Just like I said above, those routes were 'done' in the style of the times back then. So sure they go down as routes with first ascent details. If you tried to write up routes similar to those as top-rope routes these days it wouldn't make sense. So this is not really relevant.

And the 'historical record' argument doesn't really go anywhere anyway - what about rodw's routes that he walks away from when he can't do it after much work and expense? who records that?
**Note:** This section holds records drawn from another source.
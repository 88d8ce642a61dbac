//! Text extraction from various file formats

use crate::error::{Result, ResumeInspectorError};
use pulldown_cmark::{Event, Parser, Tag};
use quick_xml::events::Event as XmlEvent;
use quick_xml::Reader;
use std::io::{Cursor, Read};
use std::path::Path;
use tokio::fs;

/// Main body part of a Word document package
const DOCX_DOCUMENT_PART: &str = "word/document.xml";

pub trait TextExtractor {
    fn extract(&self, path: &Path) -> impl std::future::Future<Output = Result<String>> + Send;
}

pub struct PdfExtractor;

impl TextExtractor for PdfExtractor {
    async fn extract(&self, path: &Path) -> Result<String> {
        let bytes = fs::read(path).await?;

        let text = pdf_extract::extract_text_from_mem(&bytes).map_err(|e| {
            ResumeInspectorError::PdfExtraction(format!("Failed to extract text from PDF '{}': {}", path.display(), e))
        })?;
        Ok(text)
    }
}

pub struct DocxExtractor;

impl TextExtractor for DocxExtractor {
    async fn extract(&self, path: &Path) -> Result<String> {
        let bytes = fs::read(path).await?;

        docx_to_text(&bytes).map_err(|e| match e {
            ResumeInspectorError::DocxExtraction(message) => ResumeInspectorError::DocxExtraction(format!(
                "Failed to extract text from DOCX '{}': {}",
                path.display(),
                message
            )),
            other => other,
        })
    }
}

pub struct PlainTextExtractor;

impl TextExtractor for PlainTextExtractor {
    async fn extract(&self, path: &Path) -> Result<String> {
        let content = fs::read_to_string(path).await?;
        Ok(content)
    }
}

pub struct MarkdownExtractor;

impl TextExtractor for MarkdownExtractor {
    async fn extract(&self, path: &Path) -> Result<String> {
        let markdown_content = fs::read_to_string(path).await?;
        Ok(markdown_to_text(&markdown_content))
    }
}

/// Flatten markdown into plain lines: one per paragraph, heading or list item
/// (items keep a `- ` marker), with a blank line between blocks
pub fn markdown_to_text(markdown: &str) -> String {
    let mut lines: Vec<String> = Vec::new();
    let mut current = String::new();

    for event in Parser::new(markdown) {
        match event {
            Event::Start(Tag::Item) => current.push_str("- "),
            Event::Text(text) | Event::Code(text) => current.push_str(&text),
            Event::SoftBreak | Event::HardBreak => flush_line(&mut current, &mut lines),
            Event::End(Tag::Item) => flush_line(&mut current, &mut lines),
            Event::End(Tag::Paragraph)
            | Event::End(Tag::Heading(..))
            | Event::End(Tag::CodeBlock(_))
            | Event::End(Tag::List(_)) => {
                flush_line(&mut current, &mut lines);
                lines.push(String::new());
            }
            _ => {}
        }
    }
    flush_line(&mut current, &mut lines);

    // Collapse runs of blank lines and drop the trailing one
    let mut text = String::new();
    let mut previous_blank = true;
    for line in lines {
        let blank = line.is_empty();
        if blank && previous_blank {
            continue;
        }
        text.push_str(&line);
        text.push('\n');
        previous_blank = blank;
    }
    text.trim_end().to_string()
}

/// Read the paragraphs of a `.docx` package, one trimmed line per non-empty paragraph
pub fn docx_to_text(bytes: &[u8]) -> Result<String> {
    let mut archive =
        zip::ZipArchive::new(Cursor::new(bytes)).map_err(|e| ResumeInspectorError::DocxExtraction(e.to_string()))?;

    let mut xml = String::new();
    archive
        .by_name(DOCX_DOCUMENT_PART)
        .map_err(|e| ResumeInspectorError::DocxExtraction(format!("{}: {}", DOCX_DOCUMENT_PART, e)))?
        .read_to_string(&mut xml)?;

    document_xml_to_text(&xml)
}

/// Collect `<w:t>` runs per `<w:p>` paragraph of WordprocessingML
pub fn document_xml_to_text(xml: &str) -> Result<String> {
    let mut reader = Reader::from_str(xml);
    let mut paragraphs: Vec<String> = Vec::new();
    let mut current = String::new();
    let mut in_text_run = false;

    loop {
        match reader.read_event() {
            Ok(XmlEvent::Start(element)) => match element.name().as_ref() {
                b"w:p" => current.clear(),
                b"w:t" => in_text_run = true,
                _ => {}
            },
            Ok(XmlEvent::Empty(element)) => match element.name().as_ref() {
                b"w:tab" => current.push('\t'),
                b"w:br" | b"w:cr" => current.push('\n'),
                _ => {}
            },
            Ok(XmlEvent::Text(text)) if in_text_run => {
                let text = text
                    .unescape()
                    .map_err(|e| ResumeInspectorError::DocxExtraction(e.to_string()))?;
                current.push_str(&text);
            }
            Ok(XmlEvent::End(element)) => match element.name().as_ref() {
                b"w:t" => in_text_run = false,
                b"w:p" => {
                    let paragraph = current.trim();
                    if !paragraph.is_empty() {
                        paragraphs.push(paragraph.to_string());
                    }
                    current.clear();
                }
                _ => {}
            },
            Ok(XmlEvent::Eof) => break,
            Err(e) => {
                return Err(ResumeInspectorError::DocxExtraction(format!(
                    "Malformed document XML at position {}: {}",
                    reader.buffer_position(),
                    e
                )))
            }
            _ => {}
        }
    }

    Ok(paragraphs.join("\n"))
}

fn flush_line(current: &mut String, lines: &mut Vec<String>) {
    for line in current.lines() {
        let line = line.trim();
        // A loose list item ends its paragraph before the item itself ends
        if !line.is_empty() && line != "-" {
            lines.push(line.to_string());
        }
    }
    current.clear();
}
The answer is that if it is important it will be recorded in a guide or whatever (eg everyone knows who 'prepared and equipped' punks).

BTW- didn't mean to suggest you weren't important rodw ;)

rodw
10-Jul-2006
1:27:00 PM
I also agree with that Neil, to be honest if someone had already named it after TR, even if I did bolt it I'd probably not claim FA or rename the route...its smacks a bit like its grandstanding to me.

gremlin
10-Jul-2006
1:38:08 PM
Knowing who the FA (even FTRA) is handy... certain climbers have certain styles
Rob Stazewski's difficult, bold and hard to protect trad lines... (yuk!)
Montheith's weird/elcheapo/crazy/rusted Tibro routes... (double yuk!!!) :P (just kidding)
Stuff done by Rick White, Greg Sherd and Co. before they found Frog...

Sometimes i pick a climb (or choose not to do one) simply based on the FA.